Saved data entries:

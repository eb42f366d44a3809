//! Shared "fit pipeline" logic used by the `fit` and `demo` commands.
//!
//! Keeping this in one place avoids duplicating the core workflow:
//! dictionaries -> dataset -> photon fields (IC only) -> per-bin fits -> records
//!
//! The command handlers can then focus on presentation.

use std::time::Duration;

use crate::cli::{DemoArgs, FitArgs, ModelArgs};
use crate::data::demo_dataset;
use crate::domain::{Dataset, FitConfig, ModelKind, RunConfig};
use crate::error::AppError;
use crate::fit::{FitMethod, fit_dataset};
use crate::io::{
    BinWidths, CountsDictionary, ExposureDictionary, Layout, TotalCountsDictionary, assemble_dataset, load_photon_fields,
    load_yaml, write_fit_record,
};
use crate::physics::{FIELD_MIN_ENERGY, PhotonFieldLibrary, TargetPhotonField};
use crate::report::ResultGrid;

/// All computed outputs of one run.
#[derive(Debug, Clone)]
pub struct RunOutput {
    pub dataset: Dataset,
    pub grids: Vec<ResultGrid>,
}

/// Fit configuration from the shared model options.
pub fn fit_config_from_args(args: &ModelArgs) -> FitConfig {
    let mut config = FitConfig {
        fit_min: args.fit_min,
        fit_max: args.fit_max,
        cutoff: !args.no_cutoff,
        uncertainty_floor: (args.uncertainty_floor > 0.0).then_some(args.uncertainty_floor),
        uncertainty_offset: args.uncertainty_offset,
        ..FitConfig::default()
    };
    config.minimizer.stage_timeout = (args.stage_timeout > 0).then(|| Duration::from_secs(args.stage_timeout));
    config
}

pub fn run_config_from_args(args: &FitArgs) -> RunConfig {
    let widths = BinWidths::default();
    RunConfig {
        root: args.root.clone(),
        isrf_dir: args.isrf_dir.clone(),
        out_dir: args.out.clone(),
        data_class: args.data_class,
        energy_range: args.energy_range,
        input: args.input_data,
        models: args.model.models.clone(),
        save_records: !args.no_save,
        lon_width: widths.lon,
        lat_widths: widths.lat,
    }
}

/// Load and combine the dictionaries of one run.
pub fn load_dataset(run: &RunConfig) -> Result<Dataset, AppError> {
    let layout = Layout::from_run(run);
    let counts: CountsDictionary = load_yaml(&layout.counts_path())?;
    let exposure: ExposureDictionary = load_yaml(&layout.exposure_path())?;
    let totals: TotalCountsDictionary = load_yaml(&layout.total_counts_path())?;
    let widths = BinWidths {
        lon: run.lon_width,
        lat: run.lat_widths.clone(),
    };
    let dataset = assemble_dataset(&counts, &exposure, &totals, run.energy_range, &widths)?;
    log::info!(
        "nB, nL, nE = {}, {}, {}",
        dataset.n_lat(),
        dataset.n_lon(),
        dataset.grid.len()
    );
    Ok(dataset)
}

/// Photon fields for the latitude rows of `dataset`, if any model needs them.
fn photon_fields(
    run: &RunConfig,
    config: &FitConfig,
    dataset: &Dataset,
) -> Result<Option<PhotonFieldLibrary>, AppError> {
    if !run.models.contains(&ModelKind::InverseCompton) {
        return Ok(None);
    }
    let n_rows = dataset.n_lat().min(config.isrf_heights.len());
    let layout = Layout::from_run(run);
    load_photon_fields(&layout, &config.isrf_heights[..n_rows]).map(Some)
}

/// Execute the full pipeline of `sedfit fit`.
pub fn run_fit(run: &RunConfig, config: &FitConfig, method: FitMethod) -> Result<RunOutput, AppError> {
    let dataset = load_dataset(run)?;
    let fields = photon_fields(run, config, &dataset)?;
    let grids = fit_dataset(&dataset, config, &run.models, fields.as_ref(), method)?;

    if run.save_records {
        let layout = Layout::from_run(run);
        let written = save_records(&grids, config.cutoff, |kind, cutoff, lon, lat| {
            layout.record_path(kind, cutoff, lon, lat)
        })?;
        log::info!("wrote {written} fit records under {}", run.out_dir.display());
    }
    Ok(RunOutput { dataset, grids })
}

/// Execute `sedfit demo`: a seeded synthetic dataset with a CMB-only photon field.
pub fn run_demo(args: &DemoArgs, config: &FitConfig) -> Result<RunOutput, AppError> {
    let dataset = demo_dataset(args.n_lat, args.n_lon, args.seed)?;
    let fields = if args.model.models.contains(&ModelKind::InverseCompton) {
        let cmb = TargetPhotonField::cmb(FIELD_MIN_ENERGY, 1e-1)?;
        let mut library = PhotonFieldLibrary::default();
        for &h in config.isrf_heights.iter().take(dataset.n_lat()) {
            library.insert(h, cmb.clone());
        }
        Some(library)
    } else {
        None
    };
    let grids = fit_dataset(&dataset, config, &args.model.models, fields.as_ref(), args.model.method)?;

    if let Some(out) = &args.out {
        let written = save_records(&grids, config.cutoff, |kind, cutoff, lon, lat| {
            let suffix = if cutoff && kind.has_cutoff_param() { "_cutoff" } else { "" };
            out.join(format!("demo_{}{suffix}_l={lon}_b={lat}.yaml", kind.file_tag()))
        })?;
        log::info!("wrote {written} fit records under {}", out.display());
    }
    Ok(RunOutput { dataset, grids })
}

/// Write one record per fitted bin; returns how many were written.
pub fn save_records(
    grids: &[ResultGrid],
    cutoff: bool,
    path_for: impl Fn(ModelKind, bool, f64, f64) -> std::path::PathBuf,
) -> Result<usize, AppError> {
    let mut written = 0;
    for grid in grids {
        for fit in grid.fitted() {
            let path = path_for(grid.model, cutoff, fit.spatial.lon, fit.spatial.lat);
            write_fit_record(&path, fit)?;
            written += 1;
        }
    }
    Ok(written)
}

EXERCISE AIM: Nothing in the entries may change. Retype them all.

SOLVED PROBLEM:
repository eb42f366d44a3809
//! Shared "fit pipeline" logic used by the `fit` and `demo` commands.
//!
//! Keeping this in one place avoids duplicating the core workflow:
//! dictionaries -> dataset -> photon fields (IC only) -> per-bin fits -> records
//!
//! The command handlers can then focus on presentation.

use std::time::Duration;

use crate::cli::{DemoArgs, FitArgs, ModelArgs};
use crate::data::demo_dataset;
use crate::domain::{Dataset, FitConfig, ModelKind, RunConfig};
use crate::error::AppError;
use crate::fit::{FitMethod, fit_dataset};
use crate::io::{
    BinWidths, CountsDictionary, ExposureDictionary, Layout, TotalCountsDictionary, assemble_dataset, load_photon_fields,
    load_yaml, write_fit_record,
};
use crate::physics::{FIELD_MIN_ENERGY, PhotonFieldLibrary, TargetPhotonField};
use crate::report::ResultGrid;

/// All computed outputs of one run.
#[derive(Debug, Clone)]
pub struct RunOutput {
    pub dataset: Dataset,
    pub grids: Vec<ResultGrid>,
}

/// Fit configuration from the shared model options.
pub fn fit_config_from_args(args: &ModelArgs) -> FitConfig {
    let mut config = FitConfig {
        fit_min: args.fit_min,
        fit_max: args.fit_max,
        cutoff: !args.no_cutoff,
        uncertainty_floor: (args.uncertainty_floor > 0.0).then_some(args.uncertainty_floor),
        uncertainty_offset: args.uncertainty_offset,
        ..FitConfig::default()
    };
    config.minimizer.stage_timeout = (args.stage_timeout > 0).then(|| Duration::from_secs(args.stage_timeout));
    config
}

pub fn run_config_from_args(args: &FitArgs) -> RunConfig {
    let widths = BinWidths::default();
    RunConfig {
        root: args.root.clone(),
        isrf_dir: args.isrf_dir.clone(),
        out_dir: args.out.clone(),
        data_class: args.data_class,
        energy_range: args.energy_range,
        input: args.input_data,
        models: args.model.models.clone(),
        save_records: !args.no_save,
        lon_width: widths.lon,
        lat_widths: widths.lat,
    }
}

/// Load and combine the dictionaries of one run.
pub fn load_dataset(run: &RunConfig) -> Result<Dataset, AppError> {
    let layout = Layout::from_run(run);
    let counts: CountsDictionary = load_yaml(&layout.counts_path())?;
    let exposure: ExposureDictionary = load_yaml(&layout.exposure_path())?;
    let totals: TotalCountsDictionary = load_yaml(&layout.total_counts_path())?;
    let widths = BinWidths {
        lon: run.lon_width,
        lat: run.lat_widths.clone(),
    };
    let dataset = assemble_dataset(&counts, &exposure, &totals, run.energy_range, &widths)?;
    log::info!(
        "nB, nL, nE = {}, {}, {}",
        dataset.n_lat(),
        dataset.n_lon(),
        dataset.grid.len()
    );
    Ok(dataset)
}

/// Photon fields for the latitude rows of `dataset`, if any model needs them.
fn photon_fields(
    run: &RunConfig,
    config: &FitConfig,
    dataset: &Dataset,
) -> Result<Option<PhotonFieldLibrary>, AppError> {
    if !run.models.contains(&ModelKind::InverseCompton) {
        return Ok(None);
    }
    let n_rows = dataset.n_lat().min(config.isrf_heights.len());
    let layout = Layout::from_run(run);
    load_photon_fields(&layout, &config.isrf_heights[..n_rows]).map(Some)
}

/// Execute the full pipeline of `sedfit fit`.
pub fn run_fit(run: &RunConfig, config: &FitConfig, method: FitMethod) -> Result<RunOutput, AppError> {
    let dataset = load_dataset(run)?;
    let fields = photon_fields(run, config, &dataset)?;
    let grids = fit_dataset(&dataset, config, &run.models, fields.as_ref(), method)?;

    if run.save_records {
        let layout = Layout::from_run(run);
        let written = save_records(&grids, config.cutoff, |kind, cutoff, lon, lat| {
            layout.record_path(kind, cutoff, lon, lat)
        })?;
        log::info!("wrote {written} fit records under {}", run.out_dir.display());
    }
    Ok(RunOutput { dataset, grids })
}

/// Execute `sedfit demo`: a seeded synthetic dataset with a CMB-only photon field.
pub fn run_demo(args: &DemoArgs, config: &FitConfig) -> Result<RunOutput, AppError> {
    let dataset = demo_dataset(args.n_lat, args.n_lon, args.seed)?;
    let fields = if args.model.models.contains(&ModelKind::InverseCompton) {
        let cmb = TargetPhotonField::cmb(FIELD_MIN_ENERGY, 1e-1)?;
        let mut library = PhotonFieldLibrary::default();
        for &h in config.isrf_heights.iter().take(dataset.n_lat()) {
            library.insert(h, cmb.clone());
        }
        Some(library)
    } else {
        None
    };
    let grids = fit_dataset(&dataset, config, &args.model.models, fields.as_ref(), args.model.method)?;

    if let Some(out) = &args.out {
        let written = save_records(&grids, config.cutoff, |kind, cutoff, lon, lat| {
            let suffix = if cutoff && kind.has_cutoff_param() { "_cutoff" } else { "" };
            out.join(format!("demo_{}{suffix}_l={lon}_b={lat}.yaml", kind.file_tag()))
        })?;
        log::info!("wrote {written} fit records under {}", out.display());
    }
    Ok(RunOutput { dataset, grids })
}

/// Write one record per fitted bin; returns how many were written.
pub fn save_records(
    grids: &[ResultGrid],
    cutoff: bool,
    path_for: impl Fn(ModelKind, bool, f64, f64) -> std::path::PathBuf,
) -> Result<usize, AppError> {
    let mut written = 0;
    for grid in grids {
        for fit in grid.fitted() {
            let path = path_for(grid.model, cutoff, fit.spatial.lon, fit.spatial.lat);
            write_fit_record(&path, fit)?;
            written += 1;
        }
    }
    Ok(written)
}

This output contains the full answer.